• Extracted data:
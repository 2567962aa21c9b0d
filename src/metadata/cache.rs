use serde::{Deserialize, Serialize};
use std::fs;
use std::io;
use std::path::Path;

use crate::assets::HashIndex;
use crate::bundle::Platform;
use crate::error::{DiffError, Result};

/// 基线构建的哈希索引缓存，供同一 CI 任务中后续调用复用
#[derive(Debug, Clone, PartialEq, Serialize, Deserialize)]
pub struct BaselineCache {
    pub revision: String,
    pub platform: Platform,
    pub created_at: String,
    pub hashes: HashIndex,
}

impl BaselineCache {
    pub fn new(revision: impl Into<String>, platform: Platform, hashes: HashIndex) -> Self {
        Self {
            revision: revision.into(),
            platform,
            created_at: chrono::Utc::now().to_rfc3339(),
            hashes,
        }
    }

    /// 缓存是否对应同一个基线修订与平台
    pub fn matches(&self, revision: &str, platform: Platform) -> bool {
        self.revision == revision && self.platform == platform
    }
}

pub fn write_baseline_cache(path: &Path, cache: &BaselineCache) -> Result<()> {
    let content = toml::to_string_pretty(cache).map_err(|e| DiffError::serialization(path, e))?;
    if let Some(parent) = path.parent() {
        fs::create_dir_all(parent).map_err(DiffError::io(parent))?;
    }
    fs::write(path, content).map_err(DiffError::io(path))
}

/// 读取缓存；文件不存在返回 `NotFound`，格式错误返回 `Serialization`
pub fn read_baseline_cache(path: &Path) -> Result<BaselineCache> {
    let content = match fs::read_to_string(path) {
        Ok(content) => content,
        Err(e) if e.kind() == io::ErrorKind::NotFound => {
            return Err(DiffError::NotFound(path.to_path_buf()));
        }
        Err(e) => return Err(DiffError::io(path)(e)),
    };
    toml::from_str(&content).map_err(|e| DiffError::serialization(path, e))
}

/// 加载与给定修订、平台匹配的缓存索引，不存在或不匹配时返回 `None`
pub fn load_cached_baseline(
    path: &Path,
    revision: &str,
    platform: Platform,
) -> Result<Option<HashIndex>> {
    match read_baseline_cache(path) {
        Ok(cache) if cache.matches(revision, platform) => Ok(Some(cache.hashes)),
        Ok(cache) => {
            log::warn!(
                "忽略过期的基线缓存 {} (修订 {} / {}，需要 {} / {})",
                path.display(),
                cache.revision,
                cache.platform,
                revision,
                platform
            );
            Ok(None)
        }
        Err(DiffError::NotFound(_)) => Ok(None),
        Err(e) => Err(e),
    }
}
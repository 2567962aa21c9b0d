use std::collections::BTreeMap;

use super::diff::unchanged_assets;
use super::index::HashIndex;
use crate::bundle::Platform;

/// 显示密度倍率，清单中以字符串形式作为键（"1"、"2"、"3"、"1.5"）
pub type Scale = String;

/// 单个资源在主包中的可用版本：scale -> 主包路径
pub type MainAssets = BTreeMap<Scale, String>;

/// 拆分 `name@2x.png` 形式的路径，返回 (去掉倍率后的资源标识, 倍率)
pub fn split_scale(relative_path: &str) -> (String, Scale) {
    let (dir, file_name) = match relative_path.rsplit_once('/') {
        Some((dir, name)) => (Some(dir), name),
        None => (None, relative_path),
    };
    let (stem, ext) = match file_name.rsplit_once('.') {
        Some((stem, ext)) if !stem.is_empty() => (stem, Some(ext)),
        _ => (file_name, None),
    };

    let parsed = stem.rsplit_once('@').and_then(|(base, suffix)| {
        let number = suffix.strip_suffix('x')?;
        let valid = !base.is_empty()
            && !number.is_empty()
            && number.parse::<f32>().is_ok_and(|n| n > 0.0);
        valid.then_some((base, number))
    });

    let Some((base, number)) = parsed else {
        return (relative_path.to_string(), "1".to_string());
    };

    let mut id = String::new();
    if let Some(dir) = dir {
        id.push_str(dir);
        id.push('/');
    }
    id.push_str(base);
    if let Some(ext) = ext {
        id.push('.');
        id.push_str(ext);
    }
    (id, number.to_string())
}

/// Android 资源目录的密度限定符对应的倍率
const ANDROID_DENSITIES: [(&str, &str); 6] = [
    ("ldpi", "0.75"),
    ("mdpi", "1"),
    ("hdpi", "1.5"),
    ("xhdpi", "2"),
    ("xxhdpi", "3"),
    ("xxxhdpi", "4"),
];

/// 拆分 Android 产物路径 `drawable-xhdpi/img_icon.png`
///
/// 打包器按密度把资源放进 `drawable-<density>/`，文件名不带倍率后缀；
/// `raw/` 中的非图片资源固定为 1 倍。其他路径返回 `None`。
pub fn split_android_density(relative_path: &str) -> Option<(String, Scale)> {
    let (dir, file_name) = relative_path.split_once('/')?;
    if file_name.is_empty() || file_name.contains('/') {
        return None;
    }
    if dir == "raw" {
        return Some((file_name.to_string(), "1".to_string()));
    }

    let density = dir.strip_prefix("drawable-")?;
    let (_, scale) = ANDROID_DENSITIES
        .iter()
        .find(|(qualifier, _)| *qualifier == density)?;
    Some((file_name.to_string(), scale.to_string()))
}

/// 资源标识与倍率，按平台的产物布局解析
pub fn asset_key(platform: Platform, relative_path: &str) -> (String, Scale) {
    match platform {
        Platform::Android => split_android_density(relative_path)
            .unwrap_or_else(|| split_scale(relative_path)),
        Platform::Ios => split_scale(relative_path),
    }
}

/// 主包内的资源位置：iOS 为包内相对路径，Android 为资源名（文件名去掉扩展名）
pub fn main_bundle_path(platform: Platform, baseline_path: &str) -> String {
    match platform {
        Platform::Ios => baseline_path.to_string(),
        Platform::Android => {
            let file_name = baseline_path.rsplit('/').next().unwrap_or(baseline_path);
            match file_name.rsplit_once('.') {
                Some((stem, _)) if !stem.is_empty() => stem.to_string(),
                _ => file_name.to_string(),
            }
        }
    }
}

/// 为每个未变化资源记录其在主包中的位置，按资源标识与倍率分组
pub fn scale_map(
    platform: Platform,
    current: &HashIndex,
    baseline: &HashIndex,
) -> BTreeMap<String, MainAssets> {
    let mut assets: BTreeMap<String, MainAssets> = BTreeMap::new();

    for (current_path, baseline_path) in unchanged_assets(current, baseline) {
        let (id, scale) = asset_key(platform, current_path);
        assets
            .entry(id)
            .or_default()
            .insert(scale, main_bundle_path(platform, baseline_path));
    }

    assets
}

#[cfg(test)]
mod tests {
    use super::*;

    #[test]
    fn split_scale_handles_suffixes() {
        assert_eq!(
            split_scale("assets/src/img/icon@2x.png"),
            ("assets/src/img/icon.png".to_string(), "2".to_string())
        );
        assert_eq!(
            split_scale("assets/logo@1.5x.webp"),
            ("assets/logo.webp".to_string(), "1.5".to_string())
        );
        assert_eq!(
            split_scale("assets/logo.png"),
            ("assets/logo.png".to_string(), "1".to_string())
        );
    }

    #[test]
    fn split_scale_ignores_non_scale_at_signs() {
        assert_eq!(
            split_scale("assets/user@home.png"),
            ("assets/user@home.png".to_string(), "1".to_string())
        );
        assert_eq!(split_scale("@2x.png"), ("@2x.png".to_string(), "1".to_string()));
    }

    #[test]
    fn android_main_bundle_path_is_resource_name() {
        assert_eq!(
            main_bundle_path(Platform::Android, "drawable-xhdpi/assets_img_icon.png"),
            "assets_img_icon"
        );
        assert_eq!(
            main_bundle_path(Platform::Ios, "assets/img/icon@2x.png"),
            "assets/img/icon@2x.png"
        );
    }

    #[test]
    fn android_density_folders_map_to_scales() {
        assert_eq!(
            split_android_density("drawable-xxhdpi/src_img_icon.png"),
            Some(("src_img_icon.png".to_string(), "3".to_string()))
        );
        assert_eq!(
            split_android_density("drawable-ldpi/src_img_icon.png"),
            Some(("src_img_icon.png".to_string(), "0.75".to_string()))
        );
        assert_eq!(
            split_android_density("raw/src_fonts_body.ttf"),
            Some(("src_fonts_body.ttf".to_string(), "1".to_string()))
        );
        assert_eq!(split_android_density("drawable-night/src_img_icon.png"), None);
        assert_eq!(split_android_density("src_img_icon.png"), None);
    }

    #[test]
    fn android_scale_map_merges_densities_into_one_asset() {
        let baseline: HashIndex = [
            ("h1", "drawable-mdpi/src_img_icon.png"),
            ("h2", "drawable-xhdpi/src_img_icon.png"),
            ("h3", "drawable-xxhdpi/src_img_icon.png"),
        ]
        .into_iter()
        .collect();

        let map = scale_map(Platform::Android, &baseline, &baseline);

        assert_eq!(map.len(), 1);
        let icon = &map["src_img_icon.png"];
        assert_eq!(icon.len(), 3);
        assert_eq!(icon.get("1").map(String::as_str), Some("src_img_icon"));
        assert_eq!(icon.get("2").map(String::as_str), Some("src_img_icon"));
        assert_eq!(icon.get("3").map(String::as_str), Some("src_img_icon"));
    }

    #[test]
    fn scale_map_groups_by_asset() {
        let baseline: HashIndex = [("h1", "assets/icon.png"), ("h2", "assets/icon@2x.png")]
            .into_iter()
            .collect();
        let current: HashIndex = [
            ("h1", "assets/icon.png"),
            ("h2", "assets/icon@2x.png"),
            ("h3", "assets/icon@3x.png"),
        ]
        .into_iter()
        .collect();

        let map = scale_map(Platform::Ios, &current, &baseline);

        assert_eq!(map.len(), 1);
        let icon = &map["assets/icon.png"];
        assert_eq!(icon.get("1").map(String::as_str), Some("assets/icon.png"));
        assert_eq!(icon.get("2").map(String::as_str), Some("assets/icon@2x.png"));
        assert!(icon.get("3").is_none());
    }
}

• Problem statement: If a line in the records above contains the word "stem", copy it.

• Response:
    let (stem, ext) = match file_name.rsplit_once('.') {
        Some((stem, ext)) if !stem.is_empty() => (stem, Some(ext)),
    let parsed = stem.rsplit_once('@').and_then(|(base, suffix)| {
                Some((stem, _)) if !stem.is_empty() => stem.to_string(),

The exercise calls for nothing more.